Activity: Scan the entries below for the word "ResultsFormat". Copy out every line in which it occurs.
Input material section start
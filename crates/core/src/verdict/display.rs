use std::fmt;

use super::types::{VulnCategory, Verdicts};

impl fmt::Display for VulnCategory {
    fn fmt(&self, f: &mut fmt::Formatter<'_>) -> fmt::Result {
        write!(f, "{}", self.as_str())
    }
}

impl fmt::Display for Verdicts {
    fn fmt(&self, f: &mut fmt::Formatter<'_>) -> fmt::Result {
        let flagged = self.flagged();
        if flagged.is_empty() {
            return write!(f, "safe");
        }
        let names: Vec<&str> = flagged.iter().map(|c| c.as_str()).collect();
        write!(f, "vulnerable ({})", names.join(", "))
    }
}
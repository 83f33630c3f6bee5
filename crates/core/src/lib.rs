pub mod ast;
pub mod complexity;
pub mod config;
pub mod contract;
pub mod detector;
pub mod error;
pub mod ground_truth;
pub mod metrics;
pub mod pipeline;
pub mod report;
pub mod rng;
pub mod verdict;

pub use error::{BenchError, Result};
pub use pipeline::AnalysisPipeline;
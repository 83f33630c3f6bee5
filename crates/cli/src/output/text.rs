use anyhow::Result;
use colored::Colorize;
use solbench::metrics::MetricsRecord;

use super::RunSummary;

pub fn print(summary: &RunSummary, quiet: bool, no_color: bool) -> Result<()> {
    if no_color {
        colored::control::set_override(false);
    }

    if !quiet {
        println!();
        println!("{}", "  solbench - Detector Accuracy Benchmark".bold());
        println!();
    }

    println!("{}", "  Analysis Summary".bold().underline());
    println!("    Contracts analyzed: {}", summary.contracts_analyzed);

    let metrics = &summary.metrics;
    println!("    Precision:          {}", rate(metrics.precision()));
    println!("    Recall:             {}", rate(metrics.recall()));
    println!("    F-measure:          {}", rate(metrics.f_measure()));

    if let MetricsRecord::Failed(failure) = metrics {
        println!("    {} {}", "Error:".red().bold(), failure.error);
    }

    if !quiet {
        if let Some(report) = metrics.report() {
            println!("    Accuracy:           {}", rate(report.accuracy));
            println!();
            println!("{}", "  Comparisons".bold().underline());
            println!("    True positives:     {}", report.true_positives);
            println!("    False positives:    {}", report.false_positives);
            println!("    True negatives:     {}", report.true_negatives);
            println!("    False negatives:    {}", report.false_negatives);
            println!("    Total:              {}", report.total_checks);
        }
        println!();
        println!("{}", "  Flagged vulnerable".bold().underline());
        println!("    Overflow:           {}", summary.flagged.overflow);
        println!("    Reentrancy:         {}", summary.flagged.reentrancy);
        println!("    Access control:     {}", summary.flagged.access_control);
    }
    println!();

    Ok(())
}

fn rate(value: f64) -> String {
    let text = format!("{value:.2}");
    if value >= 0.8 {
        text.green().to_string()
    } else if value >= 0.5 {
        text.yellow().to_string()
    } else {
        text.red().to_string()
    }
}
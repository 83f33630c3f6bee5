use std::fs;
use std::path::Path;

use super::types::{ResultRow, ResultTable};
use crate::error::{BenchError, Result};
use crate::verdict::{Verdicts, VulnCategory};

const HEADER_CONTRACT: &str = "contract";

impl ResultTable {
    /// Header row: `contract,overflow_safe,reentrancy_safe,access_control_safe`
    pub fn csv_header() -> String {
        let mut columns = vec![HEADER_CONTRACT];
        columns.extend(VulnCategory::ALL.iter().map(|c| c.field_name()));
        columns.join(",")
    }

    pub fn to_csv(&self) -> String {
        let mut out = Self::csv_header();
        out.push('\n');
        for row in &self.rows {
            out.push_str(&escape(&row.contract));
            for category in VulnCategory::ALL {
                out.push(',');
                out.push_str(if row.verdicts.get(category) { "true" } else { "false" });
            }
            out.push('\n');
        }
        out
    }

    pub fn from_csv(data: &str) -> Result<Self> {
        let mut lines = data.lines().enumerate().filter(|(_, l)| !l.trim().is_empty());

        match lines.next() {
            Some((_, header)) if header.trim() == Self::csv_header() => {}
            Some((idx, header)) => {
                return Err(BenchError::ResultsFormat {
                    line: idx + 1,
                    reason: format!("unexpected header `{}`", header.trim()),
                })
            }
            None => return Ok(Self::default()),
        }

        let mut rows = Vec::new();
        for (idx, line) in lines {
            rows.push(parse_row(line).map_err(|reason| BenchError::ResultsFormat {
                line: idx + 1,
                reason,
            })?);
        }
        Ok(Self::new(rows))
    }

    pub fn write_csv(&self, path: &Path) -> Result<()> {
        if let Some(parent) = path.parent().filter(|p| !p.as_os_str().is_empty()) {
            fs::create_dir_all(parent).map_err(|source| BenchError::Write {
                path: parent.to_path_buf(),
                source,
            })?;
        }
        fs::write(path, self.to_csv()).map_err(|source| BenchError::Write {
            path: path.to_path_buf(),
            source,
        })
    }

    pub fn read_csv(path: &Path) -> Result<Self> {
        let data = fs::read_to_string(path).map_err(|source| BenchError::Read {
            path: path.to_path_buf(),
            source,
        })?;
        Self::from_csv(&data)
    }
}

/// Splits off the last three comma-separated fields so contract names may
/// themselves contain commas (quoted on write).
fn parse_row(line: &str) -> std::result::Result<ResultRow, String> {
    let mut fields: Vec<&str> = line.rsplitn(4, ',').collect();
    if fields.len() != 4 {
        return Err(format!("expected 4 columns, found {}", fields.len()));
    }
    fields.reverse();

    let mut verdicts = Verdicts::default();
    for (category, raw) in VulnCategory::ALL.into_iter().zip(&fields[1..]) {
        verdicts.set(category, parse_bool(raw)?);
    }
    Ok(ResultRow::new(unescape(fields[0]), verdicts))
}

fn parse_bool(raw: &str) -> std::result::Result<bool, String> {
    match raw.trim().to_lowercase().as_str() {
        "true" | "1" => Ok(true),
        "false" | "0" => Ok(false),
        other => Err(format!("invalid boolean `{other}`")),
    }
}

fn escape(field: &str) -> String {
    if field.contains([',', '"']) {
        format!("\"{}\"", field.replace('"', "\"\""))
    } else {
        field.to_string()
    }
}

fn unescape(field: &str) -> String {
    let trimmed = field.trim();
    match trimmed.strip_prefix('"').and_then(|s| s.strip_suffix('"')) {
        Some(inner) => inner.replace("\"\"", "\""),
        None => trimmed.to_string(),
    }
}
Input material section end
Input material section start
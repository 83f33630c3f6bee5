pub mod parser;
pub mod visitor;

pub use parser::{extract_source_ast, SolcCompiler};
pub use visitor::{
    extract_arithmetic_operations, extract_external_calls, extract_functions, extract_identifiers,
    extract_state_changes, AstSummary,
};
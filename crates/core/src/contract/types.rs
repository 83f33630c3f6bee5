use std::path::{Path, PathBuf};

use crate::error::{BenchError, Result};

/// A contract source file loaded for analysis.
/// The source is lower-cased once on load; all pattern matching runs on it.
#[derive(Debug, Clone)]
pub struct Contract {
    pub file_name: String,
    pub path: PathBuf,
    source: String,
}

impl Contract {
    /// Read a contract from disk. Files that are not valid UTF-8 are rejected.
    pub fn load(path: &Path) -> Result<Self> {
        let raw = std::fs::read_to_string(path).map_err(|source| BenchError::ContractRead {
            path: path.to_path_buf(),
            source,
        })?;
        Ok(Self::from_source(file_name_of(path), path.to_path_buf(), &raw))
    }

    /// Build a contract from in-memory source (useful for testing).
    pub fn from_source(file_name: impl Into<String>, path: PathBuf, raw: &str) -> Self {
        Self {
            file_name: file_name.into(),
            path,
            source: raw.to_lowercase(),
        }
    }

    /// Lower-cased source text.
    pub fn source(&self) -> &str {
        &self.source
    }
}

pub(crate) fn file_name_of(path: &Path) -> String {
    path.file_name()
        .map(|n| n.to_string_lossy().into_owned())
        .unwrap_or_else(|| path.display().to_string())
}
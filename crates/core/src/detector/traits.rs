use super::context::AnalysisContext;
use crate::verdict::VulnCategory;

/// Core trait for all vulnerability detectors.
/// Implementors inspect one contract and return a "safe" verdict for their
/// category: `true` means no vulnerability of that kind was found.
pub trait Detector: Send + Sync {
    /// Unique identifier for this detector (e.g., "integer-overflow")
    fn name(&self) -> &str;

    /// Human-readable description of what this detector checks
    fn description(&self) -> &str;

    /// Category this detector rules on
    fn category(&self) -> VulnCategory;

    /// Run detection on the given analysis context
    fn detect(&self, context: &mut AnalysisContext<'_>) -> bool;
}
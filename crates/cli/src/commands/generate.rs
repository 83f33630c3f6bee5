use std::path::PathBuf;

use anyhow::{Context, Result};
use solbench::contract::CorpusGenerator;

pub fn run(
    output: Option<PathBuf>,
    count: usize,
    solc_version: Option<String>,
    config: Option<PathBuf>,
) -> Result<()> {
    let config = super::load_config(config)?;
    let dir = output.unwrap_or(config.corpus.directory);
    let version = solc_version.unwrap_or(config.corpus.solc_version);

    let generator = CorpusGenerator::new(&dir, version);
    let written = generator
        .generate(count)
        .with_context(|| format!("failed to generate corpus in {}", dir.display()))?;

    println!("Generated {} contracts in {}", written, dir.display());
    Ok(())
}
Input material section end
Answer below:
                return Err(BenchError::ResultsFormat {
            rows.push(parse_row(line).map_err(|reason| BenchError::ResultsFormat {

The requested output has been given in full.